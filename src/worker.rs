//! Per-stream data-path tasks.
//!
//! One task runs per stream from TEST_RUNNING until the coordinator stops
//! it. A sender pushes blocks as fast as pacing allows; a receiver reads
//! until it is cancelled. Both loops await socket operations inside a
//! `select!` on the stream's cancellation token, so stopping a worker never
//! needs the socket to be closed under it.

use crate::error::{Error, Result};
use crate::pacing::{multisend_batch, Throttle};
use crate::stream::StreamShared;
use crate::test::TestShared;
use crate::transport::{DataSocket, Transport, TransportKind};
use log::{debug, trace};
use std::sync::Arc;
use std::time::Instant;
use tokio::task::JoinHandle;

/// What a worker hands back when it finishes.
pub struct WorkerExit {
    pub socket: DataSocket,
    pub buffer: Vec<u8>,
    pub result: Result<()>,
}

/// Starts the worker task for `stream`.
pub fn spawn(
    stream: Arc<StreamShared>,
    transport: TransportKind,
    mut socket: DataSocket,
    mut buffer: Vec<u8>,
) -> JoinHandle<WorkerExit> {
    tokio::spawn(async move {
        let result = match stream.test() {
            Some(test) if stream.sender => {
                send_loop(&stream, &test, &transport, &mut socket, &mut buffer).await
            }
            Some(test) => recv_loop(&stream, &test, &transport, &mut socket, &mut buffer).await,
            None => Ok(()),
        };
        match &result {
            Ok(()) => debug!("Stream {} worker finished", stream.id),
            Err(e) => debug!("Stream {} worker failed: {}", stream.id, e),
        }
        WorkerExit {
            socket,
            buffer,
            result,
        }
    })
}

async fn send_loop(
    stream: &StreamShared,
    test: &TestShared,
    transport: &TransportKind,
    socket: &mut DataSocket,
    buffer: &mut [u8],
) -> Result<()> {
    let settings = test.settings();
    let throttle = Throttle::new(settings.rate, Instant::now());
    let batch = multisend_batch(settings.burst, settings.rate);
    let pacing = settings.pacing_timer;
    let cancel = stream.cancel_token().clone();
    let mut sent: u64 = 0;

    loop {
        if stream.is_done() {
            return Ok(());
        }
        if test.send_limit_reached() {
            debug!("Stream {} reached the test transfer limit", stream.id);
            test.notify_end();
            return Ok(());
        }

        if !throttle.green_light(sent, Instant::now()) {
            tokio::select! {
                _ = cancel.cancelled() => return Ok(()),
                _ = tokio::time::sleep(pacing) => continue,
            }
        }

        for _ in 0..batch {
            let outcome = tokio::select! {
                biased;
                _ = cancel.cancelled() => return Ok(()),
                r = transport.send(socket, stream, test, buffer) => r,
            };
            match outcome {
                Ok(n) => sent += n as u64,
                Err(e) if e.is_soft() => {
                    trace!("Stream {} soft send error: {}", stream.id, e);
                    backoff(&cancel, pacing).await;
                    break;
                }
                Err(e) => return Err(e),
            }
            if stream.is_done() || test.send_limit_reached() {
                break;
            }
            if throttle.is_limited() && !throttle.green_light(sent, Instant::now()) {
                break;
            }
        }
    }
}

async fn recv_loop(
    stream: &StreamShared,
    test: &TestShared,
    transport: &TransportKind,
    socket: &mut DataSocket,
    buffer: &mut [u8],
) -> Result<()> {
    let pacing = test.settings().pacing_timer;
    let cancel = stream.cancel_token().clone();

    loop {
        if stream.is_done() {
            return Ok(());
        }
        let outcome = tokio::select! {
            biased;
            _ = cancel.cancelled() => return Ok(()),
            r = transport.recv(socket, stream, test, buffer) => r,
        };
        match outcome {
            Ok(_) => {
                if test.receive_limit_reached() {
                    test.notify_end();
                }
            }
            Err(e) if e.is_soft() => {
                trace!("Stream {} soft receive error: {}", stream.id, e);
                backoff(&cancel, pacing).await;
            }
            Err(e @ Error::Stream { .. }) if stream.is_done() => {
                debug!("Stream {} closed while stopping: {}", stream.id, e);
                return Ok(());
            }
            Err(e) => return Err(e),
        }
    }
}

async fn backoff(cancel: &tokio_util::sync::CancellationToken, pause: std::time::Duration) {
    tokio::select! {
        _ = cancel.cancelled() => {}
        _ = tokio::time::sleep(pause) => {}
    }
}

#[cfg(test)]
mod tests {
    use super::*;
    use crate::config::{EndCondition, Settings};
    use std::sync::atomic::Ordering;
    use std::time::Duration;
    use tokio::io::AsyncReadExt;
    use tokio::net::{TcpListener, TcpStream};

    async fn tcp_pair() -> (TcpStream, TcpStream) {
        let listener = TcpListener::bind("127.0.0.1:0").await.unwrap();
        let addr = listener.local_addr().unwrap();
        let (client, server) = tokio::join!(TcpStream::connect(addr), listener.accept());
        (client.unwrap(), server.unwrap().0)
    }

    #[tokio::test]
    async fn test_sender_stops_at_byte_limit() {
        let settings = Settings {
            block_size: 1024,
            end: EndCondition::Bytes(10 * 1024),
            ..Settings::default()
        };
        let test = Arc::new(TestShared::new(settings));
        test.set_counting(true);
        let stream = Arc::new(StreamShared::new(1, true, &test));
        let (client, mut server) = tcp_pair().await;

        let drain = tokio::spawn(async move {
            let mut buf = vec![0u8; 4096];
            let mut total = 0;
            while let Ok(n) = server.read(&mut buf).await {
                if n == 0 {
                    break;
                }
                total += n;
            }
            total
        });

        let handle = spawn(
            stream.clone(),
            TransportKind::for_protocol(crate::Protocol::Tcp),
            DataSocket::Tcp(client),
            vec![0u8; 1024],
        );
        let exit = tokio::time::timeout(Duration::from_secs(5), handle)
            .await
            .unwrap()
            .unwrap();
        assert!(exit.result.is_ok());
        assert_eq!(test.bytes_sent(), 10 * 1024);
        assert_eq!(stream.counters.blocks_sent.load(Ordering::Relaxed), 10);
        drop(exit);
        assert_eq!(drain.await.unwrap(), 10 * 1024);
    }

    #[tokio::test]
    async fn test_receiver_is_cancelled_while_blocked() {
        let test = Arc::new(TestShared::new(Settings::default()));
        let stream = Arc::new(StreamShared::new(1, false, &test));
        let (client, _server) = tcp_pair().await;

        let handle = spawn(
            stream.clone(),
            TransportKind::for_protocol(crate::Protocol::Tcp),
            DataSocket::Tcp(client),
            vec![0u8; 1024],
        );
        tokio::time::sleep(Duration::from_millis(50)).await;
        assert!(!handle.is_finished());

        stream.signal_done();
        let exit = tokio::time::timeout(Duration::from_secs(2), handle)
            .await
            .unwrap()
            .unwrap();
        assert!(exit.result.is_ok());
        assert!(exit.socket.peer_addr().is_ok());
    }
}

==

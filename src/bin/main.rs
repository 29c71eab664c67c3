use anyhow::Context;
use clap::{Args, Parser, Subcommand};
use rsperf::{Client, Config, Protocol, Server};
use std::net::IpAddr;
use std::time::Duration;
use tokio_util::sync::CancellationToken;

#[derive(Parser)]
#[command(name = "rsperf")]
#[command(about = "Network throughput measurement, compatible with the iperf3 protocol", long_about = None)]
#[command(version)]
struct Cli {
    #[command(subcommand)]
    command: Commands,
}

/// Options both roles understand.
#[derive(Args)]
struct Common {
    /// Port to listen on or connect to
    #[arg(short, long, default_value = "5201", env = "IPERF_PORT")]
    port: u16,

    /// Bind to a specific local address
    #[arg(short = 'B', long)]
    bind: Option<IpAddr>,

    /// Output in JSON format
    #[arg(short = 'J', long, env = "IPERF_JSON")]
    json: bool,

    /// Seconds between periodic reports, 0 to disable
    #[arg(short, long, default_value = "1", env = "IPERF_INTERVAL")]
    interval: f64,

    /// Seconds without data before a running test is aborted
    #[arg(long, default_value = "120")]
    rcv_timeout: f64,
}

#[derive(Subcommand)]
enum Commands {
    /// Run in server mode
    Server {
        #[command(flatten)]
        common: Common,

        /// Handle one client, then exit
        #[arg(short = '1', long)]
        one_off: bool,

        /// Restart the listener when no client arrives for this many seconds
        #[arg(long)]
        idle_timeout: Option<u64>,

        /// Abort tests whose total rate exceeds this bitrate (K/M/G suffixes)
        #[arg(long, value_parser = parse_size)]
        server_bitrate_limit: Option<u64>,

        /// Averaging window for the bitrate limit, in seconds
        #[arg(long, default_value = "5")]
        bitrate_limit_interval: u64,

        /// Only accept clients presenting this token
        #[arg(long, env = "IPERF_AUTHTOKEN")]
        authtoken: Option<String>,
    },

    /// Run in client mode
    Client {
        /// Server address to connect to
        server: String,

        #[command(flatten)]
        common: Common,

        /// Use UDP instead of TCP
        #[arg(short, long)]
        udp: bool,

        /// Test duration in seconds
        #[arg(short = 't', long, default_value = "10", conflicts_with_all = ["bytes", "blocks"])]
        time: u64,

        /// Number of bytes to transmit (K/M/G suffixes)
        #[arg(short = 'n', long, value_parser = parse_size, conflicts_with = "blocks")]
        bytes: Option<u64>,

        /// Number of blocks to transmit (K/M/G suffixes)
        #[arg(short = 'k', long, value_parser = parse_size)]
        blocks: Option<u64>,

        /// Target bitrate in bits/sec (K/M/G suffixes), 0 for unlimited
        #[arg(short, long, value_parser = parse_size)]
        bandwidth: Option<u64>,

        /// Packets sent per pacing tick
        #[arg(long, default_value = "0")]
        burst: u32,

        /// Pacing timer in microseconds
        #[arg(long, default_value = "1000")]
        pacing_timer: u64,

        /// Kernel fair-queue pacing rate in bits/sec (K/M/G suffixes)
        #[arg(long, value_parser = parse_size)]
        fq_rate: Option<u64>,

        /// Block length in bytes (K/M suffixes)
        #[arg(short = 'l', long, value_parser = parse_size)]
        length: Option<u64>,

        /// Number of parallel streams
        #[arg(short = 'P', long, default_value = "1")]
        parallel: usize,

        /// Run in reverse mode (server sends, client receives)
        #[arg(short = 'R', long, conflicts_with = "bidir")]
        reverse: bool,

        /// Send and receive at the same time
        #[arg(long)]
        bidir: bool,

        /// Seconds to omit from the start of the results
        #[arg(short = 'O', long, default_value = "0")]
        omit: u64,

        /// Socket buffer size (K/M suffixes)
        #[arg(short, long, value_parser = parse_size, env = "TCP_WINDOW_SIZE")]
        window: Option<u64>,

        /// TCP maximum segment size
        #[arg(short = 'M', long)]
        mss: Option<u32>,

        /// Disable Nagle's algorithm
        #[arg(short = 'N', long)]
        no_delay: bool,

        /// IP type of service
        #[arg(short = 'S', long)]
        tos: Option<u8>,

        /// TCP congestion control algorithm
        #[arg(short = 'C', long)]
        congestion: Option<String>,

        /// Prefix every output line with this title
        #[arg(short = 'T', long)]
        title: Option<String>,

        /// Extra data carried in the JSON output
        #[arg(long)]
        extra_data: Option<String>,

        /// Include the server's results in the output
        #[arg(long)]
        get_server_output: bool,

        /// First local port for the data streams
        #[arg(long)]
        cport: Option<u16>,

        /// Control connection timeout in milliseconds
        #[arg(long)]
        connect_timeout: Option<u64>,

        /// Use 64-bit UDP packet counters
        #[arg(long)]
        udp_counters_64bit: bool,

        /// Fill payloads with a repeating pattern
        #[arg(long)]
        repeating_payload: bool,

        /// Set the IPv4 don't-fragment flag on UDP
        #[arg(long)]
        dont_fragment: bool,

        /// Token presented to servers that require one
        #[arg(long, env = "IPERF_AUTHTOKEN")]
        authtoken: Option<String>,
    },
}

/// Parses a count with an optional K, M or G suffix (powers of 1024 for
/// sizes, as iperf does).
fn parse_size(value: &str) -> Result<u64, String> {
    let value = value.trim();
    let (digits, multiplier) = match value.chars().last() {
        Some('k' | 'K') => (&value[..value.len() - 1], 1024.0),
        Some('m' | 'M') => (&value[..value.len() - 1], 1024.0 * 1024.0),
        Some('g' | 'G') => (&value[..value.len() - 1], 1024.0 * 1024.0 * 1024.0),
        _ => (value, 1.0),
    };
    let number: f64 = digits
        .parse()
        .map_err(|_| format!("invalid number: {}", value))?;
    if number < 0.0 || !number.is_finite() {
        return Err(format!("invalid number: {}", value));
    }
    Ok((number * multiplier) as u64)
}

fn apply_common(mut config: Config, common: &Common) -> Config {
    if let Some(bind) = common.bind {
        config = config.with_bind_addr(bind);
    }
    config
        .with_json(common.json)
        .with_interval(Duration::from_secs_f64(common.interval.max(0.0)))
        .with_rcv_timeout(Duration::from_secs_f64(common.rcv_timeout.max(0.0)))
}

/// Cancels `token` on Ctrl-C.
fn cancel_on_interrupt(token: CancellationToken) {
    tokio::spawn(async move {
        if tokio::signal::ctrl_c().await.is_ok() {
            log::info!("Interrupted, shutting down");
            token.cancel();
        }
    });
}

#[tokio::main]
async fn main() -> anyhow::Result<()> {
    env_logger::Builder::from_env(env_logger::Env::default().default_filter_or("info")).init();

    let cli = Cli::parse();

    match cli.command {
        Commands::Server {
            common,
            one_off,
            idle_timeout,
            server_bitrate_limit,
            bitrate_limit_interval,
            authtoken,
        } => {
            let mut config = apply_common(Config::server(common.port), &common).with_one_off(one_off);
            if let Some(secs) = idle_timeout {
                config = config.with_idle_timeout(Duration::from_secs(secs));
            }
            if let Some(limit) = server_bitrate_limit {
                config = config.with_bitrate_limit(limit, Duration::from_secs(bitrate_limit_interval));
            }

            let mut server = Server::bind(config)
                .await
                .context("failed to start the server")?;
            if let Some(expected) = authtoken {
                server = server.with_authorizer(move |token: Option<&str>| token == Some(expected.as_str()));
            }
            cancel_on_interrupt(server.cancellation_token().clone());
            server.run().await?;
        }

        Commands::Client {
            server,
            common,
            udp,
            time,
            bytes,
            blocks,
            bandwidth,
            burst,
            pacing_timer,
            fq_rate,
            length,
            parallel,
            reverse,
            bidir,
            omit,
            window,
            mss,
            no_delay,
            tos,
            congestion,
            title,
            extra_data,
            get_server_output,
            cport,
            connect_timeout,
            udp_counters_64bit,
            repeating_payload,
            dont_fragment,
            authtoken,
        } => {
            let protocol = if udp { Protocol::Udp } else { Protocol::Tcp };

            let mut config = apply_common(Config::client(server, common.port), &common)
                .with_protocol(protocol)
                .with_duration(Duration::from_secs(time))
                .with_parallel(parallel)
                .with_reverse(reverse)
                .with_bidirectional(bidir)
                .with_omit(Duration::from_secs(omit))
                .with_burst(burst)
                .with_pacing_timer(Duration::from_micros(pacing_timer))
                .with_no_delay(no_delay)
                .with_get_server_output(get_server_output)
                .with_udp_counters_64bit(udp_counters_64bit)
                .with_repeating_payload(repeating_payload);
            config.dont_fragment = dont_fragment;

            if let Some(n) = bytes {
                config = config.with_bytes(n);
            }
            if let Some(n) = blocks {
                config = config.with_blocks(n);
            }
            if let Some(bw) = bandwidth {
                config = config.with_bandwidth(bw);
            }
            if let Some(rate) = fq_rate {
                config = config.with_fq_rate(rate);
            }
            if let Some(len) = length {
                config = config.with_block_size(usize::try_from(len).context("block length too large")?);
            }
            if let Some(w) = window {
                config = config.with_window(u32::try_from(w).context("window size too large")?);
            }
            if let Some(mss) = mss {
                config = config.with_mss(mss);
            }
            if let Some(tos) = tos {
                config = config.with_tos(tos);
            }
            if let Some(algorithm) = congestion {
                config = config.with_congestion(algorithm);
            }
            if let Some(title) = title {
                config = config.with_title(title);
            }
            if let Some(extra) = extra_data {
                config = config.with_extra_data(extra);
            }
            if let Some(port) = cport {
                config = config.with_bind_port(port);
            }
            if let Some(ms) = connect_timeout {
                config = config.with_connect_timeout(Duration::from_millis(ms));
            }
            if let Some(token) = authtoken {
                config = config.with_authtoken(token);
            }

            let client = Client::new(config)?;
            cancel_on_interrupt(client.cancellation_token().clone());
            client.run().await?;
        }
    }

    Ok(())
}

● PROBLEM:
Check each line above for the word "stopping" and copy every line that has it.

● WRITTEN ANSWER:
//! `select!` on the stream's cancellation token, so stopping a worker never
                debug!("Stream {} closed while stopping: {}", stream.id, e);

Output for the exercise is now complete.